● What the task asks: Scan the entries for the word "recognized" and return every line that has it.

● Provided records:
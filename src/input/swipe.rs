//! Pointer swipe recognition
//!
//! A gesture is a start point and an end point in screen pixels (y grows
//! downward). The dominant axis decides between horizontal and vertical, and
//! the gesture only counts when travel along that axis exceeds the threshold.

use tracing::trace;

use crate::game::{Direction, GameEngine};

/// Default minimum travel, in pixels, along the dominant axis
pub const DEFAULT_SWIPE_THRESHOLD: f32 = 50.0;

/// A pointer location in screen pixels
#[derive(Debug, Clone, Copy, PartialEq)]
pub struct PointerPosition {
    pub x: f32,
    pub y: f32,
}

impl PointerPosition {
    pub fn new(x: f32, y: f32) -> Self {
        Self { x, y }
    }

    /// Approximate pixel position of a terminal cell
    pub fn from_cell(column: u16, row: u16, cell_width_px: f32, cell_height_px: f32) -> Self {
        Self {
            x: f32::from(column) * cell_width_px,
            y: f32::from(row) * cell_height_px,
        }
    }
}

/// Receivers of recognized swipes. Every callback defaults to doing nothing.
pub trait SwipeHandler {
    fn on_swipe_up(&mut self) {}
    fn on_swipe_down(&mut self) {}
    fn on_swipe_left(&mut self) {}
    fn on_swipe_right(&mut self) {}
}

impl SwipeHandler for GameEngine {
    fn on_swipe_up(&mut self) {
        self.set_direction(Direction::Up);
    }

    fn on_swipe_down(&mut self) {
        self.set_direction(Direction::Down);
    }

    fn on_swipe_left(&mut self) {
        self.set_direction(Direction::Left);
    }

    fn on_swipe_right(&mut self) {
        self.set_direction(Direction::Right);
    }
}

/// Route a recognized swipe to the matching callback
pub fn dispatch<H: SwipeHandler + ?Sized>(direction: Direction, handler: &mut H) {
    match direction {
        Direction::Up => handler.on_swipe_up(),
        Direction::Down => handler.on_swipe_down(),
        Direction::Left => handler.on_swipe_left(),
        Direction::Right => handler.on_swipe_right(),
    }
}

/// Classify a finished gesture. Returns `None` below the threshold.
pub fn classify(start: PointerPosition, end: PointerPosition, threshold: f32) -> Option<Direction> {
    let delta_x = start.x - end.x;
    let delta_y = start.y - end.y;
    let is_horizontal = delta_x.abs() > delta_y.abs();

    if is_horizontal && delta_x.abs() > threshold {
        if delta_x > 0.0 {
            Some(Direction::Left)
        } else {
            Some(Direction::Right)
        }
    } else if !is_horizontal && delta_y.abs() > threshold {
        if delta_y > 0.0 {
            Some(Direction::Up)
        } else {
            Some(Direction::Down)
        }
    } else {
        None
    }
}

/// Gesture buffer for one pointer. The start point is held while the
/// pointer travels; the first move that crosses the threshold fires and
/// clears it, so each press yields at most one swipe.
#[derive(Debug, Clone)]
pub struct SwipeTracker {
    threshold: f32,
    start: Option<PointerPosition>,
}

impl SwipeTracker {
    pub fn new(threshold: f32) -> Self {
        Self {
            threshold,
            start: None,
        }
    }

    pub fn is_tracking(&self) -> bool {
        self.start.is_some()
    }

    /// Pointer went down. Any unfinished gesture is dropped.
    pub fn touch_start(&mut self, position: PointerPosition) {
        self.start = Some(position);
    }

    /// Pointer moved. Fires once travel from the start point exceeds the
    /// threshold; shorter travel keeps the gesture open.
    pub fn touch_move(&mut self, position: PointerPosition) -> Option<Direction> {
        let start = self.start?;

        let swipe = classify(start, position, self.threshold);
        trace!(?start, end = ?position, ?swipe, "gesture evaluated");
        if swipe.is_some() {
            self.start = None;
        }
        swipe
    }

    /// Like [`touch_move`](Self::touch_move), but hands the result straight to `handler`
    pub fn touch_move_with<H: SwipeHandler + ?Sized>(
        &mut self,
        position: PointerPosition,
        handler: &mut H,
    ) -> Option<Direction> {
        let swipe = self.touch_move(position)?;
        dispatch(swipe, handler);
        Some(swipe)
    }

    /// Pointer released or the gesture was interrupted
    pub fn cancel(&mut self) {
        self.start = None;
    }
}

impl Default for SwipeTracker {
    fn default() -> Self {
        Self::new(DEFAULT_SWIPE_THRESHOLD)
    }
}

#[cfg(test)]
mod tests {
    use super::*;
    use crate::game::GameConfig;

    #[derive(Default)]
    struct Recorder {
        fired: Vec<Direction>,
    }

    impl SwipeHandler for Recorder {
        fn on_swipe_up(&mut self) {
            self.fired.push(Direction::Up);
        }
        fn on_swipe_down(&mut self) {
            self.fired.push(Direction::Down);
        }
        fn on_swipe_left(&mut self) {
            self.fired.push(Direction::Left);
        }
        fn on_swipe_right(&mut self) {
            self.fired.push(Direction::Right);
        }
    }

    fn at(x: f32, y: f32) -> PointerPosition {
        PointerPosition::new(x, y)
    }

    #[test]
    fn test_vertical_drag_down() {
        assert_eq!(
            classify(at(0.0, 0.0), at(0.0, 100.0), DEFAULT_SWIPE_THRESHOLD),
            Some(Direction::Down)
        );
    }

    #[test]
    fn test_sub_threshold_drag_is_ignored() {
        assert_eq!(
            classify(at(0.0, 0.0), at(0.0, 10.0), DEFAULT_SWIPE_THRESHOLD),
            None
        );
        // Exactly at the threshold does not count either
        assert_eq!(
            classify(at(0.0, 0.0), at(50.0, 0.0), DEFAULT_SWIPE_THRESHOLD),
            None
        );
    }

    #[test]
    fn test_sign_convention() {
        let t = DEFAULT_SWIPE_THRESHOLD;
        assert_eq!(classify(at(100.0, 0.0), at(0.0, 0.0), t), Some(Direction::Left));
        assert_eq!(classify(at(0.0, 0.0), at(100.0, 0.0), t), Some(Direction::Right));
        assert_eq!(classify(at(0.0, 100.0), at(0.0, 0.0), t), Some(Direction::Up));
        assert_eq!(classify(at(0.0, 0.0), at(0.0, 100.0), t), Some(Direction::Down));
    }

    #[test]
    fn test_dominant_axis_wins() {
        let t = DEFAULT_SWIPE_THRESHOLD;
        assert_eq!(classify(at(0.0, 0.0), at(90.0, 60.0), t), Some(Direction::Right));
        assert_eq!(classify(at(0.0, 0.0), at(-60.0, -90.0), t), Some(Direction::Up));
        // A perfect diagonal counts as vertical
        assert_eq!(classify(at(0.0, 0.0), at(80.0, 80.0), t), Some(Direction::Down));
    }

    #[test]
    fn test_long_minor_axis_does_not_rescue_short_major_axis() {
        // Horizontal dominates but only travels 40px: vertical is never considered
        assert_eq!(
            classify(at(0.0, 0.0), at(40.0, 30.0), DEFAULT_SWIPE_THRESHOLD),
            None
        );
    }

    #[test]
    fn test_tracker_fires_once_per_gesture() {
        let mut tracker = SwipeTracker::default();
        let mut recorder = Recorder::default();

        tracker.touch_start(at(0.0, 0.0));
        assert_eq!(
            tracker.touch_move_with(at(0.0, 100.0), &mut recorder),
            Some(Direction::Down)
        );
        assert!(!tracker.is_tracking());

        // Further movement in the same gesture has no start to compare against
        assert_eq!(tracker.touch_move_with(at(0.0, 300.0), &mut recorder), None);
        assert_eq!(recorder.fired, vec![Direction::Down]);
    }

    #[test]
    fn test_short_moves_keep_gesture_open() {
        let mut tracker = SwipeTracker::default();

        tracker.touch_start(at(0.0, 0.0));
        assert_eq!(tracker.touch_move(at(0.0, 10.0)), None);
        assert_eq!(tracker.touch_move(at(0.0, 50.0)), None);
        assert!(tracker.is_tracking());

        assert_eq!(tracker.touch_move(at(0.0, 60.0)), Some(Direction::Down));
        assert!(!tracker.is_tracking());
    }

    #[test]
    fn test_gradual_drag_fires_once() {
        let mut tracker = SwipeTracker::default();
        let mut recorder = Recorder::default();

        tracker.touch_start(at(200.0, 100.0));
        for step in 1..=15 {
            tracker.touch_move_with(at(200.0 - 10.0 * step as f32, 100.0), &mut recorder);
        }
        tracker.cancel();

        assert_eq!(recorder.fired, vec![Direction::Left]);
    }

    #[test]
    fn test_released_short_drag_fires_nothing() {
        let mut tracker = SwipeTracker::default();

        tracker.touch_start(at(0.0, 0.0));
        assert_eq!(tracker.touch_move(at(0.0, 10.0)), None);
        tracker.cancel();
        assert!(!tracker.is_tracking());
        assert_eq!(tracker.touch_move(at(0.0, 200.0)), None);
    }

    #[test]
    fn test_new_gesture_starts_fresh() {
        let mut tracker = SwipeTracker::new(20.0);

        tracker.touch_start(at(0.0, 0.0));
        assert_eq!(tracker.touch_move(at(-30.0, 0.0)), Some(Direction::Left));

        tracker.touch_start(at(500.0, 500.0));
        assert_eq!(tracker.touch_move(at(500.0, 470.0)), Some(Direction::Up));
    }

    #[test]
    fn test_cancel_drops_gesture() {
        let mut tracker = SwipeTracker::default();

        tracker.touch_start(at(0.0, 0.0));
        tracker.cancel();
        assert_eq!(tracker.touch_move(at(0.0, 100.0)), None);
    }

    #[test]
    fn test_from_cell_scales_to_pixels() {
        let pos = PointerPosition::from_cell(6, 3, 10.0, 20.0);
        assert_eq!(pos, at(60.0, 60.0));
    }

    #[test]
    fn test_swipe_steers_engine() {
        let mut engine = GameEngine::new(GameConfig::default());
        let mut tracker = SwipeTracker::default();

        tracker.touch_start(at(0.0, 200.0));
        tracker.touch_move_with(at(0.0, 0.0), &mut engine);

        assert_eq!(engine.state().direction, Direction::Up);
    }

    #[test]
    fn test_default_callbacks_are_noops() {
        struct OnlyLeft(u32);
        impl SwipeHandler for OnlyLeft {
            fn on_swipe_left(&mut self) {
                self.0 += 1;
            }
        }

        let mut handler = OnlyLeft(0);
        for direction in Direction::ALL {
            dispatch(direction, &mut handler);
        }
        assert_eq!(handler.0, 1);
    }
}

● Answer space:
/// Receivers of recognized swipes. Every callback defaults to doing nothing.
/// Route a recognized swipe to the matching callback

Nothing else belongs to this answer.